▶ _Directions_
Up to and including the line with "once, mutated in", return every line from the start of the entries below exactly.

▶ _Exercise materials_
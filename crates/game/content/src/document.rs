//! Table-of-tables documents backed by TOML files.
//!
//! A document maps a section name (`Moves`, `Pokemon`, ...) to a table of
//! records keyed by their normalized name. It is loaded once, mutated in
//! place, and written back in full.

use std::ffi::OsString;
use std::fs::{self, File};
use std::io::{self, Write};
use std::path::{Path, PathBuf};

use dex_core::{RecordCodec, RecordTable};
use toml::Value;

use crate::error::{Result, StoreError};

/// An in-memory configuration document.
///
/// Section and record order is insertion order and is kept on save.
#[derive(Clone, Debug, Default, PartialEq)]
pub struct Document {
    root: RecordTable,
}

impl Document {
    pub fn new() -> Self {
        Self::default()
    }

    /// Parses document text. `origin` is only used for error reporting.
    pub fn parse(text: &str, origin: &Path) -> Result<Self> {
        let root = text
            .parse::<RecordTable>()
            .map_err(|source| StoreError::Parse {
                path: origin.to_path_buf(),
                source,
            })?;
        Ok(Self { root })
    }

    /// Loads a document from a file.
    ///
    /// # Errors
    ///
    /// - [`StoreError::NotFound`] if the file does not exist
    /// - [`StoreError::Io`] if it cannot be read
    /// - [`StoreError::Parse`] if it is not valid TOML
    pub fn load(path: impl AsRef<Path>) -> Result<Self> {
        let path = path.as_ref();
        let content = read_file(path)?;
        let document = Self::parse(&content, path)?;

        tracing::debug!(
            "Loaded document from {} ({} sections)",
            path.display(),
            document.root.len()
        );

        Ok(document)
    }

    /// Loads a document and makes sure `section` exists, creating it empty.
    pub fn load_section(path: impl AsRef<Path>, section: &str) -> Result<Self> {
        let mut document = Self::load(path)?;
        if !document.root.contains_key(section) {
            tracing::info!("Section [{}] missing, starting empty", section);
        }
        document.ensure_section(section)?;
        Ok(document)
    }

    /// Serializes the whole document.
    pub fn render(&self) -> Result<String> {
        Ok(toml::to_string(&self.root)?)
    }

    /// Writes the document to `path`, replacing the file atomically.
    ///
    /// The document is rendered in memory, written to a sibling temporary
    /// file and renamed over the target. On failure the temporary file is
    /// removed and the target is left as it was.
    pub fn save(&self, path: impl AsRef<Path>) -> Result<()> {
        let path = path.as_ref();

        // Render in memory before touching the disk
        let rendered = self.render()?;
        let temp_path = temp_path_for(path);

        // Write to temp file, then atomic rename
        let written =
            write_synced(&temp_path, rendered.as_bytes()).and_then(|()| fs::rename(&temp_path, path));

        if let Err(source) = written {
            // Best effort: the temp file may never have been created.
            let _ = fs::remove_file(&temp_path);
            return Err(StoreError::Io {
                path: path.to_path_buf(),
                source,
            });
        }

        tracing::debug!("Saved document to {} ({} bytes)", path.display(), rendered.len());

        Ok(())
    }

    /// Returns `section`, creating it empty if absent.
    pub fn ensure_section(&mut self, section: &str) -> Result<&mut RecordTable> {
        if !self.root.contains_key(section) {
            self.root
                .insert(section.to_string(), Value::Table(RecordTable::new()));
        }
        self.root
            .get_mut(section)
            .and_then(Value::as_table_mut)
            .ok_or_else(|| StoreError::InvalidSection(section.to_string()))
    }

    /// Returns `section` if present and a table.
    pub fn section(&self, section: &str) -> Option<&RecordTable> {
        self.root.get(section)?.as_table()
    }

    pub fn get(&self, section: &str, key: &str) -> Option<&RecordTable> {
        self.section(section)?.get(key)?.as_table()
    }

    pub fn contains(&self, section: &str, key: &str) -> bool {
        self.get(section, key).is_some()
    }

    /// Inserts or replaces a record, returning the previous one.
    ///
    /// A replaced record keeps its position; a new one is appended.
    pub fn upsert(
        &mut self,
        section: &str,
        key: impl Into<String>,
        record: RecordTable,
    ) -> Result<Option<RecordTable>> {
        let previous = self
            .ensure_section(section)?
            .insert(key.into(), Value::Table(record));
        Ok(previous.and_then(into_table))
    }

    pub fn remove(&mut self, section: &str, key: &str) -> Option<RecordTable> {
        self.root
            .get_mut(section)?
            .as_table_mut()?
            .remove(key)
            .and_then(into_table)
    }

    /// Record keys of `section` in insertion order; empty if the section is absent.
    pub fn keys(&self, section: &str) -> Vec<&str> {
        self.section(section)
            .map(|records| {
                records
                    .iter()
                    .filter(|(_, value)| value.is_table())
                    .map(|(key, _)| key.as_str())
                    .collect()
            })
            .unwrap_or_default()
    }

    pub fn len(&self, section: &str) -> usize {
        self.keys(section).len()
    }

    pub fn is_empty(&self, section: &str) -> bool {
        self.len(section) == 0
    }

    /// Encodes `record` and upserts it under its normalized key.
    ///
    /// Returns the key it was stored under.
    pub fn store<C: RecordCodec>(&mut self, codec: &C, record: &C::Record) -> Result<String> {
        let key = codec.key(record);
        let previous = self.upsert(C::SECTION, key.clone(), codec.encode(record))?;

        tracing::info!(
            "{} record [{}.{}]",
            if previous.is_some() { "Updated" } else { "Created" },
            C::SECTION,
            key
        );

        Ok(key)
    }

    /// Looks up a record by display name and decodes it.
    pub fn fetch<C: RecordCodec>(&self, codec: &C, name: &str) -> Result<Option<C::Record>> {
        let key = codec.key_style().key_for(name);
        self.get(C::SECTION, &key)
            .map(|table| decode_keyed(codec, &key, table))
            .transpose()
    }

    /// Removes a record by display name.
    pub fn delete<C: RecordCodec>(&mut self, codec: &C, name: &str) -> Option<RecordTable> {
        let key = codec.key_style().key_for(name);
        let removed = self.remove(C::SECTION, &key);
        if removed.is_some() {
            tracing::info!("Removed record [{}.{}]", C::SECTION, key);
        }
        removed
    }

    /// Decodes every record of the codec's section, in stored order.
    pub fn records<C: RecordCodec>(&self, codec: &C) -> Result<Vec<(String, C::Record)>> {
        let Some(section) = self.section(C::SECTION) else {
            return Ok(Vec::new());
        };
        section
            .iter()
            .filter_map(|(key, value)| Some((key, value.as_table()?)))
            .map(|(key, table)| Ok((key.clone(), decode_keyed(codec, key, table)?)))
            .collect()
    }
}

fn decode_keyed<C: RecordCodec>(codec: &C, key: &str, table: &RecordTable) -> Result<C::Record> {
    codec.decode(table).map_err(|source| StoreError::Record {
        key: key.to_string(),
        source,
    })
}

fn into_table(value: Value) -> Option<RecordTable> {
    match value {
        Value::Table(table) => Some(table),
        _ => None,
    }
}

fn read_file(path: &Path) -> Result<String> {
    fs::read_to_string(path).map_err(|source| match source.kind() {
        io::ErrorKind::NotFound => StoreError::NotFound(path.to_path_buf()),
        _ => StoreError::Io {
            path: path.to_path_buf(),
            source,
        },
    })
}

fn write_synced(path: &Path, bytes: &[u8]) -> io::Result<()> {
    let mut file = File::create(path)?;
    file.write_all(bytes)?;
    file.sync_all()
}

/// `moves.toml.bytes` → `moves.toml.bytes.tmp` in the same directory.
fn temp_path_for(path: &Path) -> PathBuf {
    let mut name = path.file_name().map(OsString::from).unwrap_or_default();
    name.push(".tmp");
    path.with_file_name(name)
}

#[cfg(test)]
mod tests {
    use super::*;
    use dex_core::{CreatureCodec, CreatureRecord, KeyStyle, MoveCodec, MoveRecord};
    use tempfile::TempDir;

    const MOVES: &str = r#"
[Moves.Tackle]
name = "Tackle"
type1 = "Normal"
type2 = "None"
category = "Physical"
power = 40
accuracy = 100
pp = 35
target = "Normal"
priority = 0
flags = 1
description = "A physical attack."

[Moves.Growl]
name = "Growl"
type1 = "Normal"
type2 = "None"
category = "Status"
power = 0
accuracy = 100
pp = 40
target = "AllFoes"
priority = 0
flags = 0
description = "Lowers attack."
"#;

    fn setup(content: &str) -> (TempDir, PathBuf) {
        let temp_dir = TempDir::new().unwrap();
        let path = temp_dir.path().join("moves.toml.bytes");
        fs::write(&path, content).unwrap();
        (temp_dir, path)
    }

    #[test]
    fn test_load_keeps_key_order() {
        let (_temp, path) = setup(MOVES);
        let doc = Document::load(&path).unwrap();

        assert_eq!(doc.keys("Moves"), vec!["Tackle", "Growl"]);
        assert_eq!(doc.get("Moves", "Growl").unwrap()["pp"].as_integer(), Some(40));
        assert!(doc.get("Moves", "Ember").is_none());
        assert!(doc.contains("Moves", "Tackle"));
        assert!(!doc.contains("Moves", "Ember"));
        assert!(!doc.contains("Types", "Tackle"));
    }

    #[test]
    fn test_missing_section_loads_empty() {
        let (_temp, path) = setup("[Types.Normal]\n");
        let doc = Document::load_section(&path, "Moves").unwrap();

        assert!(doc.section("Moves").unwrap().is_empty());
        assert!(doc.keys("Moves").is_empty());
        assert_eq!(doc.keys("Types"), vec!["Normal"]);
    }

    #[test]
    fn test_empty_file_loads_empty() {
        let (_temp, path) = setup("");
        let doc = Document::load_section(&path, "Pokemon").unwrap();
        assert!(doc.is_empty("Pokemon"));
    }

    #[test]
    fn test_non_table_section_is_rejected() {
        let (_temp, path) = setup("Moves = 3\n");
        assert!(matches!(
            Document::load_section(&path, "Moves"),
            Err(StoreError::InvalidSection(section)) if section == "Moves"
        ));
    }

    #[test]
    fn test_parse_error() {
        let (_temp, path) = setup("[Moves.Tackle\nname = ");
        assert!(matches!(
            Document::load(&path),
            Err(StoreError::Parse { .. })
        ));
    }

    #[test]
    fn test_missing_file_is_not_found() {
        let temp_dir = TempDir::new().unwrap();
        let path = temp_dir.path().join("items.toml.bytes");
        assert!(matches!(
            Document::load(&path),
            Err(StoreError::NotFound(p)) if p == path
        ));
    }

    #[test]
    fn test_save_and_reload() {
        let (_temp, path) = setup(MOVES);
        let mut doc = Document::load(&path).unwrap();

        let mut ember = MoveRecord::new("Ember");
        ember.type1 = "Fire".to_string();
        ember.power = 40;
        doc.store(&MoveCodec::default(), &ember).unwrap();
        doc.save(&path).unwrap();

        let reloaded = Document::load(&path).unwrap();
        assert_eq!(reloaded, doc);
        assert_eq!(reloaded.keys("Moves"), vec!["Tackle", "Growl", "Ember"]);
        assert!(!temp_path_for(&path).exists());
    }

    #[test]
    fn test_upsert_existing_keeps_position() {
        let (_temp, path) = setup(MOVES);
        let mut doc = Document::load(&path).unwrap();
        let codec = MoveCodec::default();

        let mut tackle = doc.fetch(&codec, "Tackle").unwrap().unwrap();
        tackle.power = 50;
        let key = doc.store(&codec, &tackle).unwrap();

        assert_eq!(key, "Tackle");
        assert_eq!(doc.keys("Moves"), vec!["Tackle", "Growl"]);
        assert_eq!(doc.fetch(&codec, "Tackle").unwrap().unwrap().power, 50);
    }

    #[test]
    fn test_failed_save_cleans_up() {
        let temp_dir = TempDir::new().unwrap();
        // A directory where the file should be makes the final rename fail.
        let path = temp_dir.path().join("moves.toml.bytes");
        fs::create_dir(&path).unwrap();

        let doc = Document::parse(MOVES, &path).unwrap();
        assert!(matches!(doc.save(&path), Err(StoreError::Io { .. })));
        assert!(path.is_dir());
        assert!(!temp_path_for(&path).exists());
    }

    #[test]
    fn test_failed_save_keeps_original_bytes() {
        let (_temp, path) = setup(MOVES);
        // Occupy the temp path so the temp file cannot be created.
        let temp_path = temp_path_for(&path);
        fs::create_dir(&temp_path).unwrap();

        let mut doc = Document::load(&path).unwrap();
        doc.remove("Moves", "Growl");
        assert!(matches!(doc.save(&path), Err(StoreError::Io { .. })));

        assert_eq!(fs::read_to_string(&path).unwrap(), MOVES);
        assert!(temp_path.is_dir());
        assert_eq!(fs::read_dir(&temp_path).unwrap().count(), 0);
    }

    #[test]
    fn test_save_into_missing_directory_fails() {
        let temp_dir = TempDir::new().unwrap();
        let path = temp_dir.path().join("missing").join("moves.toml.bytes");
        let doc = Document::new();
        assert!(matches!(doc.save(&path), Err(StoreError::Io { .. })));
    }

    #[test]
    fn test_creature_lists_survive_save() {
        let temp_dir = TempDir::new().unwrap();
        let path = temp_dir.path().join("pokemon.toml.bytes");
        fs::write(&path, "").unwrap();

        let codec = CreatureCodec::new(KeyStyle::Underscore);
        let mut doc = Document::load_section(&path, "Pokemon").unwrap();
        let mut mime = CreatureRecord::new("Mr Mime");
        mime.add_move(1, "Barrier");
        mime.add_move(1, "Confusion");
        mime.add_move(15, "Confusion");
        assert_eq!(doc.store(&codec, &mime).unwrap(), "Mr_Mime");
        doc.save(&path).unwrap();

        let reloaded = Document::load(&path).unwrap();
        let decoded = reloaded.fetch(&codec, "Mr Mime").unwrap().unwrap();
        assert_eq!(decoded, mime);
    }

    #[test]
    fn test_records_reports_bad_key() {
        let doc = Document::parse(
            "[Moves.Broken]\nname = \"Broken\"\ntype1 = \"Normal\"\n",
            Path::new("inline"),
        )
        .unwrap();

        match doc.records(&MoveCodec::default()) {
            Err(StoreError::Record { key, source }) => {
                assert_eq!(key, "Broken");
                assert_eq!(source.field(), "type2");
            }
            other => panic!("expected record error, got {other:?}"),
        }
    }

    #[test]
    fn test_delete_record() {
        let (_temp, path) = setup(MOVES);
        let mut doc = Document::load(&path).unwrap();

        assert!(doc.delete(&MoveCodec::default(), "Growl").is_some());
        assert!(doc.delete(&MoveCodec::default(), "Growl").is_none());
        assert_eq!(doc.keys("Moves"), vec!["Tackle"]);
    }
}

▶ _Exercise output_
filename crates/game/content/src/document.rs
//! Table-of-tables documents backed by TOML files.
//!
//! A document maps a section name (`Moves`, `Pokemon`, ...) to a table of
//! records keyed by their normalized name. It is loaded once, mutated in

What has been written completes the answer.